If it’s true we all face death in the winter, a shortening of days, the long nights, is it also true we strive against it, moving nonstop in some mad attempt to make the most of each day, to feel we have lived it, and if that is too impossible a feat, that at least we have accomplished something? And what if we were to simply give in to the darkness, curl up and sleep until the earth is turned again toward the sun, until the icy grasses and streams thaw?

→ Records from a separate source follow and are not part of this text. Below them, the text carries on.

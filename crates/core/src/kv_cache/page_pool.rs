use super::error::CacheError;

pub type PageId = usize;

/// Free-page bookkeeping: a LIFO free list plus an ownership bitmap.
pub struct PagePool {
    num_pages: usize,
    free_list: Vec<PageId>,
    owned: Vec<bool>,
}

impl PagePool {
    pub fn new(num_pages: usize) -> Self {
        // Reversed so that pops hand out low ids first.
        let free_list: Vec<PageId> = (0..num_pages).rev().collect();
        Self {
            num_pages,
            free_list,
            owned: vec![false; num_pages],
        }
    }

    /// Take one free page.
    pub fn pop(&mut self) -> Result<PageId, CacheError> {
        let id = self.free_list.pop().ok_or(CacheError::OutOfPages {
            requested: 1,
            available: 0,
        })?;
        self.owned[id] = true;
        Ok(id)
    }

    /// Take `n` free pages, or none at all if fewer than `n` are left.
    pub fn allocate(&mut self, n: usize) -> Result<Vec<PageId>, CacheError> {
        if n > self.free_list.len() {
            return Err(CacheError::OutOfPages {
                requested: n,
                available: self.free_list.len(),
            });
        }
        (0..n).map(|_| self.pop()).collect()
    }

    /// Return pages to the pool. Double release and unknown ids are rejected.
    pub fn release(&mut self, pages: &[PageId]) -> Result<(), CacheError> {
        for &id in pages {
            if id >= self.num_pages || !self.owned[id] {
                return Err(CacheError::PageNotOwned { page_id: id });
            }
            self.owned[id] = false;
            self.free_list.push(id);
        }
        Ok(())
    }

    pub fn is_owned(&self, id: PageId) -> bool {
        self.owned.get(id).copied().unwrap_or(false)
    }

    pub fn num_free(&self) -> usize {
        self.free_list.len()
    }

    pub fn num_total(&self) -> usize {
        self.num_pages
    }

    pub fn num_owned(&self) -> usize {
        self.num_pages - self.free_list.len()
    }
}

#[cfg(test)]
mod tests {
    use super::*;

    #[test]
    fn new_has_all_free() {
        let pool = PagePool::new(64);
        assert_eq!(pool.num_free(), 64);
        assert_eq!(pool.num_owned(), 0);
        assert_eq!(pool.num_total(), 64);
    }

    #[test]
    fn pop_hands_out_low_ids_first() {
        let mut pool = PagePool::new(8);
        assert_eq!(pool.pop().unwrap(), 0);
        assert_eq!(pool.pop().unwrap(), 1);
        assert!(pool.is_owned(0));
        assert!(!pool.is_owned(2));
    }

    #[test]
    fn allocate_returns_unique_ids() {
        let mut pool = PagePool::new(64);
        let ids = pool.allocate(10).unwrap();
        let mut sorted = ids.clone();
        sorted.sort();
        sorted.dedup();
        assert_eq!(sorted.len(), 10);
        assert_eq!(pool.num_free(), 54);
    }

    #[test]
    fn release_returns_pages() {
        let mut pool = PagePool::new(16);
        let ids = pool.allocate(4).unwrap();
        pool.release(&ids).unwrap();
        assert_eq!(pool.num_free(), 16);
        assert!(ids.iter().all(|&id| !pool.is_owned(id)));
    }

    #[test]
    fn allocate_exhausted_is_all_or_nothing() {
        let mut pool = PagePool::new(4);
        let result = pool.allocate(5);
        match result.unwrap_err() {
            CacheError::OutOfPages {
                requested,
                available,
            } => {
                assert_eq!(requested, 5);
                assert_eq!(available, 4);
            }
            _ => panic!("wrong error variant"),
        }
        assert_eq!(pool.num_free(), 4);
    }

    #[test]
    fn pop_on_empty_pool_fails() {
        let mut pool = PagePool::new(1);
        pool.pop().unwrap();
        assert!(matches!(
            pool.pop(),
            Err(CacheError::OutOfPages { available: 0, .. })
        ));
    }

    #[test]
    fn double_release_rejected() {
        let mut pool = PagePool::new(4);
        let ids = pool.allocate(1).unwrap();
        pool.release(&ids).unwrap();
        assert_eq!(
            pool.release(&ids),
            Err(CacheError::PageNotOwned { page_id: ids[0] })
        );
    }

    #[test]
    fn out_of_range_release_rejected() {
        let mut pool = PagePool::new(4);
        assert_eq!(
            pool.release(&[99]),
            Err(CacheError::PageNotOwned { page_id: 99 })
        );
    }
}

I feel winter moving into my body, making my heart knock against the stillness like a hermit who talks to himself just to hear someone speak. I have become more porous, my borders weaker. Sleep terrifies me, my insomnia relinquishing its grasp only when I acknowledge my fear, the old prayer if I should die before I wake a kind of balm, my body afraid if it gives in to sleep, in to the unconsciousness of which winter is made, it won’t come back. I am afraid I won’t come back. More people die in winter. Perhaps it’s easier to let go of a dark world than a light one, to trade darkness for darkness, one mystery for a greater one.

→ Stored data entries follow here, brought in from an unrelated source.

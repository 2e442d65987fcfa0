//! Shared test utilities for microbatch-core.
//!
//! Mock forward passes that let the decode loop, the rank workers and the
//! executor run without a real model.

mod mock_model;

pub use mock_model::{EchoModel, MockModelForward, ScriptedModel};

But sleep can be lovely in winter, dreams vivid and potent; like a stone dropped in a pond, they can ripple into our waking life. I woke a few days ago with one such remnant, and I’ve been holding the image close since. There’s a shell on the sand of the riverbank. I pick it up, turn it in my fingers. The shell is closed tight, but I pry it open. A tiny fetus of a blue heron is tucked inside. I am sure I’ve killed it, opening the shell too soon. But when I lay the heron fetus on the sand, it moves just a little, enough for me to realize I can close it in the shell again and perhaps it will continue to grow until it is strong enough to live in the wider world.

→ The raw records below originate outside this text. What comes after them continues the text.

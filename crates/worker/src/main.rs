use std::path::PathBuf;

use anyhow::Context;
use clap::{Args, Parser, Subcommand};
use microbatch_core::engine::{DecodeEngine, Executor};
use microbatch_core::request::Request;

use microbatch_worker::config::WorkerFileConfig;
use microbatch_worker::logging::{self, LogFormat};
use microbatch_worker::model::SyntheticModel;

#[derive(Parser)]
#[command(name = "microbatch-worker", about = "Micro-batching decode executor")]
struct Cli {
    #[command(subcommand)]
    command: Command,
}

#[derive(Subcommand)]
enum Command {
    /// Decode the given prompts and print their completions
    Run {
        /// Prompt as comma-separated token ids; repeat for more requests
        #[arg(long = "prompt", required = true)]
        prompts: Vec<String>,

        /// Stop sequence as comma-separated token ids; may be repeated
        #[arg(long = "stop")]
        stop_words: Vec<String>,

        /// Keep matched stop tokens in the output
        #[arg(long)]
        include_stop_str_in_output: bool,

        #[command(flatten)]
        overrides: Overrides,
    },
    /// Print the effective configuration
    Config {
        /// Write the merged configuration to the default path
        #[arg(long)]
        save: bool,

        #[command(flatten)]
        overrides: Overrides,
    },
}

#[derive(Args, Default)]
struct Overrides {
    /// Config file to read instead of the default location
    #[arg(long)]
    config: Option<PathBuf>,

    /// Rank threads; 0 decodes inline
    #[arg(long)]
    world_size: Option<usize>,

    /// Tokens per KV-cache page
    #[arg(long)]
    page_size: Option<usize>,

    /// KV-cache pages per rank
    #[arg(long)]
    num_pages: Option<usize>,

    /// Maximum requests decoded together
    #[arg(long)]
    max_batch_size: Option<usize>,

    /// Catch-up wait per missing request, in milliseconds
    #[arg(long)]
    catch_up_timeout_ms: Option<u64>,

    /// Vocabulary size of the synthetic model
    #[arg(long)]
    vocab_size: Option<usize>,

    /// Maximum generated tokens per request
    #[arg(long)]
    max_tokens: Option<usize>,

    /// Sample from the k most likely tokens instead of greedy decoding
    #[arg(long)]
    top_k: Option<usize>,

    /// Sampling temperature (top-k only)
    #[arg(long)]
    temperature: Option<f32>,

    /// Seed for the sampling RNG
    #[arg(long)]
    seed: Option<u64>,

    /// Log level when RUST_LOG is unset
    #[arg(long)]
    log_level: Option<String>,
}

impl Overrides {
    /// File config (explicit path or default location) with CLI flags on top.
    fn resolve(&self) -> anyhow::Result<WorkerFileConfig> {
        let mut config = match &self.config {
            Some(path) => WorkerFileConfig::load_from(path)
                .with_context(|| format!("failed to load config from {}", path.display()))?,
            None => WorkerFileConfig::load(),
        };
        config.merge(&WorkerFileConfig {
            world_size: self.world_size,
            page_size: self.page_size,
            num_pages: self.num_pages,
            max_batch_size: self.max_batch_size,
            catch_up_timeout_ms: self.catch_up_timeout_ms,
            vocab_size: self.vocab_size,
            max_tokens: self.max_tokens,
            top_k: self.top_k,
            temperature: self.temperature,
            seed: self.seed,
            log_level: self.log_level.clone(),
        });
        Ok(config)
    }
}

fn parse_token_ids(text: &str) -> anyhow::Result<Vec<u32>> {
    text.split(',')
        .map(str::trim)
        .filter(|s| !s.is_empty())
        .map(|s| {
            s.parse::<u32>()
                .with_context(|| format!("invalid token id {s:?} in {text:?}"))
        })
        .collect()
}

fn run(
    prompts: &[String],
    stop_words: &[String],
    include_stop_str_in_output: bool,
    config: &WorkerFileConfig,
) -> anyhow::Result<()> {
    let vocab_size = config.vocab_size()?;
    let engine_config = config.engine_config()?;
    let executor_config = config.executor_config()?;

    let mut params = config.sampling_params();
    params.stop_words = stop_words
        .iter()
        .map(|s| parse_token_ids(s))
        .collect::<anyhow::Result<_>>()?;
    params.include_stop_str_in_output = include_stop_str_in_output;

    let mut executor = Executor::new(&executor_config, move |rank| {
        tracing::debug!(rank, vocab_size, "Building synthetic model");
        let model = SyntheticModel::new(vocab_size, engine_config.device.clone());
        Ok(DecodeEngine::new(model, &engine_config))
    })?;

    let mut results = Vec::with_capacity(prompts.len());
    for prompt in prompts {
        let ids = parse_token_ids(prompt)?;
        if let Some(&bad) = ids.iter().find(|&&t| t as usize >= vocab_size) {
            anyhow::bail!("token id {bad} is outside the vocabulary of {vocab_size}");
        }
        results.push(executor.submit(Request::new(ids, params.clone()))?);
    }

    for result in results {
        let request_id = result.request_id();
        for completion in result.wait()? {
            let tokens: Vec<String> = completion.token_ids.iter().map(u32::to_string).collect();
            println!(
                "request {request_id}: [{}] finish_reason={}",
                tokens.join(","),
                completion.finish_reason
            );
        }
    }

    executor.shutdown()?;
    Ok(())
}

fn main() -> anyhow::Result<()> {
    let cli = Cli::parse();

    match cli.command {
        Command::Run {
            prompts,
            stop_words,
            include_stop_str_in_output,
            overrides,
        } => {
            let config = overrides.resolve()?;
            logging::init_with_level_and_format(config.log_level.as_deref(), LogFormat::from_env());
            let source = overrides
                .config
                .clone()
                .or_else(|| WorkerFileConfig::default_path().filter(|p| p.exists()));
            if let Some(path) = source {
                tracing::info!(path = %path.display(), "Loaded config file");
            }
            run(&prompts, &stop_words, include_stop_str_in_output, &config)
        }
        Command::Config { save, overrides } => {
            let config = overrides.resolve()?;
            print!("{}", toml::to_string_pretty(&config)?);
            if save {
                let path = WorkerFileConfig::default_path()
                    .context("no config directory available")?;
                config.save_to(&path)?;
                eprintln!("Saved config to: {}", path.display());
            }
            Ok(())
        }
    }
}

#[cfg(test)]
mod tests {
    use super::*;

    #[test]
    fn token_ids_parse_with_spaces() {
        assert_eq!(parse_token_ids("1, 2,3").unwrap(), vec![1, 2, 3]);
        assert!(parse_token_ids("1,x").is_err());
        assert!(parse_token_ids("").unwrap().is_empty());
    }

    #[test]
    fn cli_parses_run_with_overrides() {
        let cli = Cli::try_parse_from([
            "microbatch-worker",
            "run",
            "--prompt",
            "1,2",
            "--prompt",
            "3",
            "--stop",
            "7,8",
            "--world-size",
            "2",
            "--top-k",
            "5",
        ])
        .unwrap();
        match cli.command {
            Command::Run {
                prompts,
                stop_words,
                overrides,
                ..
            } => {
                assert_eq!(prompts, vec!["1,2", "3"]);
                assert_eq!(stop_words, vec!["7,8"]);
                assert_eq!(overrides.world_size, Some(2));
                assert_eq!(overrides.top_k, Some(5));
            }
            Command::Config { .. } => panic!("parsed the wrong subcommand"),
        }
    }

    #[test]
    fn run_decodes_inline_and_across_ranks() {
        for world_size in [0, 2] {
            let config = WorkerFileConfig {
                world_size: Some(world_size),
                vocab_size: Some(32),
                max_tokens: Some(3),
                num_pages: Some(16),
                ..Default::default()
            };
            run(&["1,2".into(), "4".into()], &["9".into()], false, &config).unwrap();
        }
    }

    #[test]
    fn run_rejects_out_of_vocab_prompt() {
        let config = WorkerFileConfig {
            vocab_size: Some(8),
            ..Default::default()
        };
        assert!(run(&["9".into()], &[], false, &config).is_err());
    }

    #[test]
    fn run_rejects_zero_sizes_before_building_engines() {
        for config in [
            WorkerFileConfig {
                page_size: Some(0),
                ..Default::default()
            },
            WorkerFileConfig {
                vocab_size: Some(0),
                ..Default::default()
            },
        ] {
            assert!(run(&["1".into()], &[], false, &config).is_err());
        }
    }
}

That tiny heron makes me think of writing, how long a project can take to develop, to become itself, and how sharing it with the world too soon means it won’t survive, or if it does, it won’t grow to its full potential; it won’t become what it might have had you let it incubate a little longer. And this reminds me of my teacher, Larry Levis, who wrote long, gorgeous poems whose dreamlike logic takes you to a place so fully formed and unique, you want to linger there, to visit again and again. He died far too young at the age of fifty, but thankfully he left us his visions. To be with him, I only need to open one of his books—Winter Stars, say—and to read a poem or two. Larry detested that moment when you put your writing in the hands of another. The moment you let someone—anyone—read what you are working on, it isn’t just yours anymore. Don’t you hate that, he’d said to me. At the time, like many young writers, I longed for acknowledgement, and I’m not sure I fully understood what he meant.
The value of incubation is something I’ve come to appreciate the more I write. In this age of social media and the addiction of its constant contact and approval, of bloggers, of fast and easy “self-publishing” and print-on-demand books, slow writing takes on an even greater significance. The sort of writing I love has sentences I reread, paragraphs and stanzas I return to like good friends; the language is crafted until it feels utterly natural, but with a hint of the magical, the transcendent. More often than not this is the result of slow writing, which requires considerable solitude and patience. One must face one’s fears alone, as during the long nights of winter, in that same dark that will one day swallow us all.
The winter solstice approaches. The days will lengthen again. Until then, I will light candles that smell like oranges. I will curl up and dream. And in the morning, perhaps I will wake to see a blue heron flying low over the cold, gray river.